The Courage of Saint Oscar Romero

Lately, many of the entries on my blog have focused on specific people who I think are worth noting for a variety of reasons. These people are very different—not surprisingly there are saints and popes, but there are also scientists, rock stars, politicians, baseball players, and my own dear father.

They are different in many ways, but they have in common their humanity, their courage in different circumstances and on different levels, and in most cases their afflictions and/or deaths.

I am deeply moved by people who show courage in the endurance of affliction, people who do well—sometimes even to the point of heroism—that which is so awful and overwhelming to me, which I can only manage very badly.

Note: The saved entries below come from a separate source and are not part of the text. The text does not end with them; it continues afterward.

use log::debug;
use nalgebra::{convert, storage::StorageMut, Dyn, IsContiguous, RealField, Vector};

use crate::core::{Domain, EvaluationError, Function, Objective};

use super::model::Model;

impl<T: RealField + Copy> Model<T> {
    /// Builds the initial interpolation set around `x` and the quadratic model
    /// that interpolates the function in it.
    ///
    /// The first _2n + 1_ points lie on the coordinate axes through `x`
    /// (first a step in each direction, then a step in the opposite one),
    /// the rest are combinations of two axis steps which provide the
    /// off-diagonal second derivatives. Exactly _npt_ evaluations are
    /// performed.
    pub(super) fn prelim<F, Sx>(
        &mut self,
        obj: &mut Objective<'_, F>,
        dom: &Domain<T>,
        x: &mut Vector<T, Dyn, Sx>,
        rhobeg: T,
    ) -> Result<(), EvaluationError>
    where
        F: Function<Field = T>,
        Sx: StorageMut<T, Dyn> + IsContiguous,
    {
        let n = self.n;
        let npt = self.npt;

        let zero = T::zero();
        let one = T::one();
        let two: T = convert(2.0);
        let half: T = convert(0.5);

        let rhosq = rhobeg * rhobeg;
        let recip = one / rhosq;

        self.xbase.copy_from(x);
        self.xpt.fill(zero);
        self.bmat.fill(zero);
        self.zmat.fill(zero);
        self.hq.fill_zero();
        self.pq.fill(zero);
        self.gopt.fill(zero);

        let mut stepa = zero;
        let mut stepb = zero;
        let mut fbeg = zero;

        // Coordinates (counted from one) combined in an off-diagonal point.
        let mut ipt = 0;
        let mut jpt = 0;

        for nfm in 0..npt {
            if nfm <= 2 * n {
                if nfm >= 1 && nfm <= n {
                    let c = nfm - 1;
                    stepa = rhobeg;
                    if self.su[c] == zero {
                        stepa = -stepa;
                    }
                    self.xpt[(nfm, c)] = stepa;
                } else if nfm > n {
                    let c = nfm - n - 1;
                    stepa = self.xpt[(nfm - n, c)];
                    stepb = -rhobeg;
                    if self.sl[c] == zero {
                        stepb = (two * rhobeg).min(self.su[c]);
                    }
                    if self.su[c] == zero {
                        stepb = (-two * rhobeg).max(self.sl[c]);
                    }
                    self.xpt[(nfm, c)] = stepb;
                }
            } else {
                let itemp = (nfm - n - 1) / n;
                jpt = nfm - itemp * n - n;
                ipt = jpt + itemp;
                if ipt > n {
                    let temp = jpt;
                    jpt = ipt - n;
                    ipt = temp;
                }
                self.xpt[(nfm, ipt - 1)] = self.xpt[(ipt, ipt - 1)];
                self.xpt[(nfm, jpt - 1)] = self.xpt[(jpt, jpt - 1)];
            }

            self.absolute_point(dom, |j| self.xpt[(nfm, j)], x);
            let f = obj.eval(&*x)?;
            self.fval[nfm] = f;

            if nfm == 0 {
                fbeg = f;
                self.kopt = 0;
            } else if f < self.fval[self.kopt] {
                self.kopt = nfm;
            }

            if nfm <= 2 * n {
                if nfm >= 1 && nfm <= n {
                    let c = nfm - 1;
                    self.gopt[c] = (f - fbeg) / stepa;

                    // No opposite point will be placed along this axis.
                    if npt < nfm + 1 + n {
                        self.bmat[(0, c)] = -one / stepa;
                        self.bmat[(nfm, c)] = one / stepa;
                        self.bmat[(npt + c, c)] = -half * rhosq;
                    }
                } else if nfm > n {
                    let c = nfm - n - 1;
                    let temp = (f - fbeg) / stepb;
                    let diff = stepb - stepa;

                    self.hq[(c, c)] = two * (temp - self.gopt[c]) / diff;
                    self.gopt[c] = (self.gopt[c] * stepb - temp * stepa) / diff;

                    // The lower value of the pair is kept in the axis point so
                    // it contributes to the off-diagonal terms.
                    if stepa * stepb < zero && f < self.fval[nfm - n] {
                        self.fval[nfm] = self.fval[nfm - n];
                        self.fval[nfm - n] = f;
                        if self.kopt == nfm {
                            self.kopt = nfm - n;
                        }
                        self.xpt[(nfm - n, c)] = stepb;
                        self.xpt[(nfm, c)] = stepa;
                    }

                    self.bmat[(0, c)] = -(stepa + stepb) / (stepa * stepb);
                    self.bmat[(nfm, c)] = -half / self.xpt[(nfm - n, c)];
                    self.bmat[(nfm - n, c)] = -self.bmat[(0, c)] - self.bmat[(nfm, c)];

                    self.zmat[(0, c)] = two.sqrt() / (stepa * stepb);
                    self.zmat[(nfm, c)] = half.sqrt() / rhosq;
                    self.zmat[(nfm - n, c)] = -self.zmat[(0, c)] - self.zmat[(nfm, c)];
                }
            } else {
                let col = nfm - n - 1;
                self.zmat[(0, col)] = recip;
                self.zmat[(nfm, col)] = recip;
                self.zmat[(ipt, col)] = -recip;
                self.zmat[(jpt, col)] = -recip;

                let temp = self.xpt[(nfm, ipt - 1)] * self.xpt[(nfm, jpt - 1)];
                self.hq[(ipt - 1, jpt - 1)] =
                    (fbeg - self.fval[ipt] - self.fval[jpt] + f) / temp;
            }
        }

        debug!(
            "initial interpolation set built, best point {} with f = {}",
            self.kopt, self.fval[self.kopt]
        );

        Ok(())
    }
}
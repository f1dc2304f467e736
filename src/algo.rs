//! The collection of implemented algorithms.

pub mod bobyqa;
pub mod cmaes;

pub use bobyqa::Bobyqa;
pub use cmaes::Cmaes;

I admire courageous people.

I admire the courage of newly canonized Saint Oscar Romero. The Archbishop of San Salvador was martyred in 1980 because of his persistent preaching of the gospel of Christ's justice and love against oppression of the poor by the criminal oligarchy of the long suffering nation of El Salvador.

Romero, however, challenges anyone who tries merely to admire him. He insists that we too can and must be courageous, not from our own innate capabilities, but by being instruments of Jesus and letting His power work through us.

For me—a man who loves too much my own comfort (and just because sometimes I lack certain comforts doesn't mean I'm detached from them)—Romero is a provocation. The more I study him, the more provoking he is.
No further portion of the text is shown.